▶ **Input material**:
•••
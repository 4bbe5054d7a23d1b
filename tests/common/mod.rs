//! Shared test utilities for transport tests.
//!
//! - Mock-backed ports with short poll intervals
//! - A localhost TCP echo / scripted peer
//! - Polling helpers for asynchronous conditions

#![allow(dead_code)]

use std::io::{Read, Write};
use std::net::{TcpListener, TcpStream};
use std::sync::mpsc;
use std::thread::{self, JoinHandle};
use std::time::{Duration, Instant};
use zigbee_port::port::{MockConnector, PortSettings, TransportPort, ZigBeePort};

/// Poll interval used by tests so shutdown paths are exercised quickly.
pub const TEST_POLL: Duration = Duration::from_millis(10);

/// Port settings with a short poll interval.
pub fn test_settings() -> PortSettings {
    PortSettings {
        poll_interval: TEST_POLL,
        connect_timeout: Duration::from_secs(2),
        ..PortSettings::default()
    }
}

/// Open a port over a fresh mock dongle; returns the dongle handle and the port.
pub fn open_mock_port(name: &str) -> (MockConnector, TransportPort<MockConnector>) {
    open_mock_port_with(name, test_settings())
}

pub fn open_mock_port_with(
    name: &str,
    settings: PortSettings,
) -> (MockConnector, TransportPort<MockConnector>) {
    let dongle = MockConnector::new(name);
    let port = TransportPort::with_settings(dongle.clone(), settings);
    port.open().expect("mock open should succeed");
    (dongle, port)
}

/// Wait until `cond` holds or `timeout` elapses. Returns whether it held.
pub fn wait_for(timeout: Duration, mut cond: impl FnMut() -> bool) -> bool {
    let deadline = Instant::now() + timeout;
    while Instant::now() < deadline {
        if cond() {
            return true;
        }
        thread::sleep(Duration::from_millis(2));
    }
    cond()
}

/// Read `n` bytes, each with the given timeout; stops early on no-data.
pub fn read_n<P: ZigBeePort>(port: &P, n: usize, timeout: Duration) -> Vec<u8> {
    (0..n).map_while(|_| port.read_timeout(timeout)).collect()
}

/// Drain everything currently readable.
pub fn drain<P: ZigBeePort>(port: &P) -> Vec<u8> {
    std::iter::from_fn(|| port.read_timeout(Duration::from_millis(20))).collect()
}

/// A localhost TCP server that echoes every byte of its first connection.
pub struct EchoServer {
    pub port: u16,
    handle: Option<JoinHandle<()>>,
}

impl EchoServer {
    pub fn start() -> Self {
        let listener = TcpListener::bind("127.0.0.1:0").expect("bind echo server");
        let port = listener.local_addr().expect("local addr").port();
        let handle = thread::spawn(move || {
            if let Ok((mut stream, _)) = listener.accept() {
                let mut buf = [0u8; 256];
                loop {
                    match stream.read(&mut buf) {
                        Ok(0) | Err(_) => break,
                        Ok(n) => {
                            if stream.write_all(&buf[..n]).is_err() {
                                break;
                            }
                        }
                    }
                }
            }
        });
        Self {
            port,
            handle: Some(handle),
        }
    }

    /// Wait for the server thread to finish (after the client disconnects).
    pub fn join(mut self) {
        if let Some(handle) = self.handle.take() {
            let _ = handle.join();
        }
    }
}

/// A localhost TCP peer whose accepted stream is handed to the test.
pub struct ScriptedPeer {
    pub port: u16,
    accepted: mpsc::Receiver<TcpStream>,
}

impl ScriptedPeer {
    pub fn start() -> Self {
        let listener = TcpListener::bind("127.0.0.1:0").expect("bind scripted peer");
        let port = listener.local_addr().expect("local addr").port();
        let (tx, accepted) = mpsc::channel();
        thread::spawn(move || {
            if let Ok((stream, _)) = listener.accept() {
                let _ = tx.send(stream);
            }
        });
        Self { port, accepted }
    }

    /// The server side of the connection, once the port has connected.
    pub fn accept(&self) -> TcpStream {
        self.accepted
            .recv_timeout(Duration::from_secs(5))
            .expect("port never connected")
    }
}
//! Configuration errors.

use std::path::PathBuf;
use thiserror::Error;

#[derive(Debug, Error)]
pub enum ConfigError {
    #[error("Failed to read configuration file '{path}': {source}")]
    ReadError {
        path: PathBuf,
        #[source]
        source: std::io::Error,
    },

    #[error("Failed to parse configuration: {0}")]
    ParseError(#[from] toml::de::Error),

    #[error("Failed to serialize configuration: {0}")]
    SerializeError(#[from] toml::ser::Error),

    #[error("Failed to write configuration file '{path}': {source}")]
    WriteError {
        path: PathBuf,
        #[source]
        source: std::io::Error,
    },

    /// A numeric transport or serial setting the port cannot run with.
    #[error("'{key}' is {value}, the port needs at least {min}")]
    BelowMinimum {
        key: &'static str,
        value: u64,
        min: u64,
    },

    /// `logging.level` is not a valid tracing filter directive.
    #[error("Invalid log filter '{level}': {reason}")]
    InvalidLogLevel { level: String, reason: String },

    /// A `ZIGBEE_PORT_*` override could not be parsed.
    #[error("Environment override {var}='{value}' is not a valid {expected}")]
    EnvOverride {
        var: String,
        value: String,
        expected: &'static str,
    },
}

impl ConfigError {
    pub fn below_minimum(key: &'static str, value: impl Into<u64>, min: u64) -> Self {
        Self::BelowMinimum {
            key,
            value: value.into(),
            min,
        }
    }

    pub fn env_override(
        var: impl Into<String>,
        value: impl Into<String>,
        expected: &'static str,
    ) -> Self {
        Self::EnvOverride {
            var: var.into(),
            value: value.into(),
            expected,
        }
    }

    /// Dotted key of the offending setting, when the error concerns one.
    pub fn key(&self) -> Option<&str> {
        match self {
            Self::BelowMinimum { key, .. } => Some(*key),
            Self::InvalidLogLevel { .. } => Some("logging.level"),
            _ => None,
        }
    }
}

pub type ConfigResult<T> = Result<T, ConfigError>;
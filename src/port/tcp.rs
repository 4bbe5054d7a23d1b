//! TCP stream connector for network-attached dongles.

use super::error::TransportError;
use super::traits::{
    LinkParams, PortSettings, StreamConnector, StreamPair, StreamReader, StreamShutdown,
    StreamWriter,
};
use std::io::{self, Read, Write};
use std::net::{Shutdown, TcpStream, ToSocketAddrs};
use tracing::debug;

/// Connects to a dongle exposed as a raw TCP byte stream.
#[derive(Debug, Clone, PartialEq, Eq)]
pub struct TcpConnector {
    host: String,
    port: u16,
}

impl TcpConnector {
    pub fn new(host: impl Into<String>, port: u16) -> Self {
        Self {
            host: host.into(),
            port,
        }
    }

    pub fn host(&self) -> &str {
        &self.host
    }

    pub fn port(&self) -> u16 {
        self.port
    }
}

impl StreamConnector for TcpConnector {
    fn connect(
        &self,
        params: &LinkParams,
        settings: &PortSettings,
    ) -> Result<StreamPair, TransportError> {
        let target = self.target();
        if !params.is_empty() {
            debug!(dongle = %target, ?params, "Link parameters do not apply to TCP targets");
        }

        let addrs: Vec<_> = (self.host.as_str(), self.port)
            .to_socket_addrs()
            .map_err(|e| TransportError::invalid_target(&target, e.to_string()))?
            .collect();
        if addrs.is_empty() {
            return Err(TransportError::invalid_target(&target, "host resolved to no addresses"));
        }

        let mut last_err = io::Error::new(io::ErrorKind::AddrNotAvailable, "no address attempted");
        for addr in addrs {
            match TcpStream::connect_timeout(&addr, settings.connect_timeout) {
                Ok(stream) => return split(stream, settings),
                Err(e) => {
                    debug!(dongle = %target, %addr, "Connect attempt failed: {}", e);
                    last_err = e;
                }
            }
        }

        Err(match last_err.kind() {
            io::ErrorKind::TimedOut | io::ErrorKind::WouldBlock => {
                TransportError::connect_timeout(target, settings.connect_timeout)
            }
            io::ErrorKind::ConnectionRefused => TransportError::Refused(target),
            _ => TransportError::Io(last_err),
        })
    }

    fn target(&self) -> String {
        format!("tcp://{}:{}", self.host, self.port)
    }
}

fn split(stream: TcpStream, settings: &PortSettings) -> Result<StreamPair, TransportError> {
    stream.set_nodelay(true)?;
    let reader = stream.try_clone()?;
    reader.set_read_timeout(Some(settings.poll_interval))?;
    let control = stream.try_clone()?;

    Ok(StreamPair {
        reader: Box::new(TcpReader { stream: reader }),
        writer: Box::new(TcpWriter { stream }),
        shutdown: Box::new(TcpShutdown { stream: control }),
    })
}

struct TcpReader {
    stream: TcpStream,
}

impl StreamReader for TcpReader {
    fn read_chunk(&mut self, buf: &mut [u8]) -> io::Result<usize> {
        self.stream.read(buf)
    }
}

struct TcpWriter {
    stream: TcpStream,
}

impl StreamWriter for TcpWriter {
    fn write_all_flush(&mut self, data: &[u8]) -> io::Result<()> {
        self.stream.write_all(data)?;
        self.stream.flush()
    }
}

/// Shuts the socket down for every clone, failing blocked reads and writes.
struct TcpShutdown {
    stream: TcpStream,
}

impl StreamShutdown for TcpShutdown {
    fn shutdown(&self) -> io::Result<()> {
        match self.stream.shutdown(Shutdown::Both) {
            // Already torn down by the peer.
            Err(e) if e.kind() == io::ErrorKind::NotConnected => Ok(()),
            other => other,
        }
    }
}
•••
▶ **Exercise description**:
Search the lines above for the string "LinkParams" and copy each line that has it.

▶ **Answer for this exercise**:
    LinkParams, PortSettings, StreamConnector, StreamPair, StreamReader, StreamShutdown,
        params: &LinkParams,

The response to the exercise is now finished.